Another quick optimization is increase model complexity (at the cost of runtime). With Towhee, this is very easy: we simply replace Resnet-50 with EfficientNet-B7, an image classificiation model which has better accuracy on ImageNet. Although Towhee provides a pre-trained EfficientNet-B7 model via timm
, we'll use torchvision
to demonstrate how external models and functions can be used within Towhee.
import torch
import towhee
from torchvision import models
from torchvision import transforms
from PIL import Image as PILImage
torch_model = models.efficientnet_b7(pretrained=True)
torch_model = torch.nn.Sequential(*(list(torch_model.children())[:-1]))
torch_model.to('cuda' if torch.cuda.is_available() else 'cpu')
torch_model.eval()
preprocess = transforms.Compose([
transforms.Resize(size=224, interpolation=transforms.InterpolationMode.BICUBIC),
transforms.ToTensor(),
transforms.Normalize(
mean=[0.485, 0.456, 0.406],
std=[0.229, 0.224, 0.225]
)
])
def efficientnet_b7(img):
img = cv2.cvtColor(img, cv2.COLOR_BGR2RGB)

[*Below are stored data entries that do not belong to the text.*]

//! Documents exchanged with the origin: content partials and the page template.
//!
//! Field names follow the origin's JSON (`resourcesVersion`, `builtAt`).

use serde::{Deserialize, Serialize};

/// Renderable content for a single page, independent of the surrounding template.
#[derive(Debug, Clone, Default, PartialEq, Serialize, Deserialize)]
#[serde(rename_all = "camelCase")]
pub struct Partial {
    /// Body markup fragment.
    #[serde(default)]
    pub raw: String,
    #[serde(default, skip_serializing_if = "Option::is_none")]
    pub title: Option<String>,
    /// Alternate feed URL for this page.
    #[serde(default, skip_serializing_if = "Option::is_none")]
    pub rss: Option<String>,
    /// Set on the canned offline substitute.
    #[serde(default)]
    pub offline: bool,
    /// Asset build this partial was generated against.
    #[serde(default, skip_serializing_if = "Option::is_none")]
    pub resources_version: Option<String>,
    /// Generation timestamp (milliseconds since the epoch).
    #[serde(default, skip_serializing_if = "Option::is_none")]
    pub built_at: Option<i64>,
}

impl Partial {
    /// The in-memory stand-in used when no offline partial was ever precached.
    pub fn dev_offline() -> Self {
        Self { raw: "<h1>Dev offline</h1>".into(), title: Some(String::new()), offline: true, ..Default::default() }
    }
}

/// One asset listed in the template document's manifest.
#[derive(Debug, Clone, PartialEq, Eq, Serialize, Deserialize)]
pub struct ManifestEntry {
    pub url: String,
}

/// The template endpoint's response body.
#[derive(Debug, Clone, Serialize, Deserialize)]
#[serde(rename_all = "camelCase")]
pub struct TemplateDocument {
    pub template: String,
    #[serde(default)]
    pub manifest: Vec<ManifestEntry>,
    #[serde(default)]
    pub resources_version: String,
    #[serde(default)]
    pub built_at: i64,
}

impl TemplateDocument {
    /// Split off the manifest, which only drives precaching and is never persisted.
    pub fn into_parts(self) -> (TemplateBundle, Vec<ManifestEntry>) {
        let bundle = TemplateBundle {
            template: self.template,
            resources_version: self.resources_version,
            built_at: self.built_at,
        };
        (bundle, self.manifest)
    }
}

/// The persisted template record stored in the core cache.
#[derive(Debug, Clone, PartialEq, Eq, Serialize, Deserialize)]
#[serde(rename_all = "camelCase")]
pub struct TemplateBundle {
    pub template: String,
    #[serde(default)]
    pub resources_version: String,
    #[serde(default)]
    pub built_at: i64,
}

impl TemplateBundle {
    /// An empty resources version marks a development build; such bundles are always refreshed.
    pub fn is_dev(&self) -> bool {
        self.resources_version.is_empty()
    }

    /// Whether this bundle can render `partial` without a refresh.
    ///
    /// True when the resources versions agree, or when the bundle was built strictly
    /// after the partial (a newer template over an older cached or offline partial).
    pub fn is_current_for(&self, partial: &Partial) -> bool {
        if self.is_dev() {
            return false;
        }
        if partial.resources_version.as_deref() == Some(self.resources_version.as_str()) {
            return true;
        }
        partial.built_at.is_some_and(|built_at| self.built_at > built_at)
    }
}

#[cfg(test)]
mod tests {
    use super::*;

    fn bundle(resources_version: &str, built_at: i64) -> TemplateBundle {
        TemplateBundle { template: "<html></html>".into(), resources_version: resources_version.into(), built_at }
    }

    #[test]
    fn test_partial_deserialize_minimal() {
        let partial: Partial = serde_json::from_str(r#"{"raw":"<p>hi</p>"}"#).unwrap();
        assert_eq!(partial.raw, "<p>hi</p>");
        assert!(!partial.offline);
        assert!(partial.title.is_none());
        assert!(partial.built_at.is_none());
    }

    #[test]
    fn test_partial_deserialize_full() {
        let json = r#"{"raw":"<p>hi</p>","title":"Hi","rss":"/blog/feed.xml","offline":true,
            "resourcesVersion":"r1","builtAt":5}"#;
        let partial: Partial = serde_json::from_str(json).unwrap();
        assert_eq!(partial.title.as_deref(), Some("Hi"));
        assert_eq!(partial.rss.as_deref(), Some("/blog/feed.xml"));
        assert!(partial.offline);
        assert_eq!(partial.resources_version.as_deref(), Some("r1"));
        assert_eq!(partial.built_at, Some(5));
    }

    #[test]
    fn test_dev_offline_partial() {
        let partial = Partial::dev_offline();
        assert!(partial.offline);
        assert_eq!(partial.raw, "<h1>Dev offline</h1>");
        assert_eq!(partial.title.as_deref(), Some(""));
    }

    #[test]
    fn test_document_into_parts_strips_manifest() {
        let json = r#"{"template":"<html></html>","manifest":[{"url":"/a.css"},{"url":"/b.js"}],
            "resourcesVersion":"r1","builtAt":10}"#;
        let doc: TemplateDocument = serde_json::from_str(json).unwrap();
        let (bundle, manifest) = doc.into_parts();
        assert_eq!(manifest.len(), 2);
        assert_eq!(manifest[0].url, "/a.css");

        let persisted = serde_json::to_value(&bundle).unwrap();
        assert!(persisted.get("manifest").is_none());
        assert_eq!(persisted["resourcesVersion"], "r1");
        assert_eq!(persisted["builtAt"], 10);
    }

    #[test]
    fn test_current_when_versions_match() {
        let partial = Partial { resources_version: Some("r1".into()), built_at: Some(50), ..Default::default() };
        assert!(bundle("r1", 10).is_current_for(&partial));
    }

    #[test]
    fn test_current_when_bundle_newer() {
        let partial = Partial { resources_version: Some("r0".into()), built_at: Some(5), ..Default::default() };
        assert!(bundle("r1", 10).is_current_for(&partial));
    }

    #[test]
    fn test_stale_when_bundle_older_and_versions_differ() {
        let partial = Partial { resources_version: Some("r2".into()), built_at: Some(20), ..Default::default() };
        assert!(!bundle("r1", 10).is_current_for(&partial));
    }

    #[test]
    fn test_equal_built_at_is_not_newer() {
        let partial = Partial { resources_version: Some("r2".into()), built_at: Some(10), ..Default::default() };
        assert!(!bundle("r1", 10).is_current_for(&partial));
    }

    #[test]
    fn test_stale_when_partial_has_no_metadata() {
        let partial = Partial::dev_offline();
        assert!(!bundle("r1", 10).is_current_for(&partial));
    }

    #[test]
    fn test_dev_bundle_never_current() {
        let partial = Partial { resources_version: Some(String::new()), built_at: Some(0), ..Default::default() };
        assert!(bundle("", 10).is_dev());
        assert!(!bundle("", 10).is_current_for(&partial));
    }
}
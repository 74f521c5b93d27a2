//! The offline partial served when a partial cannot be fetched or found in cache.

use axum::http::StatusCode;
use tether_client::FetchResponse;
use tether_core::{CacheDb, CacheName, Error, Partial};
use url::Url;

#[derive(Clone)]
pub struct OfflineFallback {
    db: CacheDb,
    url: Url,
}

impl OfflineFallback {
    /// `url` is where the build precaches the offline partial in the core cache.
    pub fn new(db: CacheDb, url: Url) -> Self {
        Self { db, url }
    }

    /// The precached offline partial, or the dev stand-in when it was never precached.
    ///
    /// Never fails: cache read errors also yield the stand-in.
    pub async fn partial_response(&self) -> FetchResponse {
        match self.precached().await {
            Ok(response) => return response,
            Err(err @ Error::CacheMiss(_)) => tracing::debug!("serving dev offline partial: {err}"),
            Err(err) => tracing::warn!(url = %self.url, "offline partial unavailable: {err}"),
        }

        let body = serde_json::to_vec(&Partial::dev_offline()).unwrap_or_default();
        FetchResponse::synthesized(self.url.clone(), StatusCode::OK, "application/json", body)
    }

    async fn precached(&self) -> Result<FetchResponse, Error> {
        let entry = self
            .db
            .match_entry(CacheName::Core, self.url.as_str())
            .await?
            .ok_or_else(|| Error::CacheMiss(format!("{} was never precached", self.url)))?;
        FetchResponse::from_cache_entry(entry)
    }
}

#[cfg(test)]
mod tests {
    use super::*;
    use tether_client::ResponseSource;
    use tether_core::CacheEntry;

    const OFFLINE: &str = "https://web.dev/offline/index.json";

    #[tokio::test]
    async fn test_precached_partial_returned_as_is() {
        let db = CacheDb::open_in_memory().await.unwrap();
        let body = r#"{"raw":"<h1>You are offline</h1>","title":"Offline","offline":true}"#;
        db.put_entry(CacheName::Core, &CacheEntry::new(OFFLINE, 200, body).with_content_type("application/json"))
            .await
            .unwrap();

        let fallback = OfflineFallback::new(db, Url::parse(OFFLINE).unwrap());
        let response = fallback.partial_response().await;

        assert_eq!(response.source, ResponseSource::Cache);
        assert_eq!(response.text(), body);
    }

    #[tokio::test]
    async fn test_absent_partial_is_cache_miss() {
        let db = CacheDb::open_in_memory().await.unwrap();
        let fallback = OfflineFallback::new(db, Url::parse(OFFLINE).unwrap());
        let err = fallback.precached().await.unwrap_err();
        assert_eq!(err.code(), "CACHE_MISS");
    }

    #[tokio::test]
    async fn test_dev_stand_in_when_absent() {
        let db = CacheDb::open_in_memory().await.unwrap();
        let fallback = OfflineFallback::new(db, Url::parse(OFFLINE).unwrap());
        let response = fallback.partial_response().await;

        assert_eq!(response.status, StatusCode::OK);
        assert_eq!(response.content_type(), Some("application/json"));
        let partial: Partial = serde_json::from_slice(&response.bytes).unwrap();
        assert!(partial.offline);
        assert_eq!(partial.raw, "<h1>Dev offline</h1>");
        assert_eq!(partial.title.as_deref(), Some(""));
    }
}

img = PILImage.fromarray(img.astype('uint8'), 'RGB')
img = torch.unsqueeze(preprocess(img), 0)
img = img.to('cuda' if torch.cuda.is_available() else 'cpu')
embedding = torch_model(img).detach().cpu().numpy()
return embedding.reshape([2560])
This illustrates how to use a PyTorch model from torch hub. You can follow the previous code when testing your own model against the benchmark.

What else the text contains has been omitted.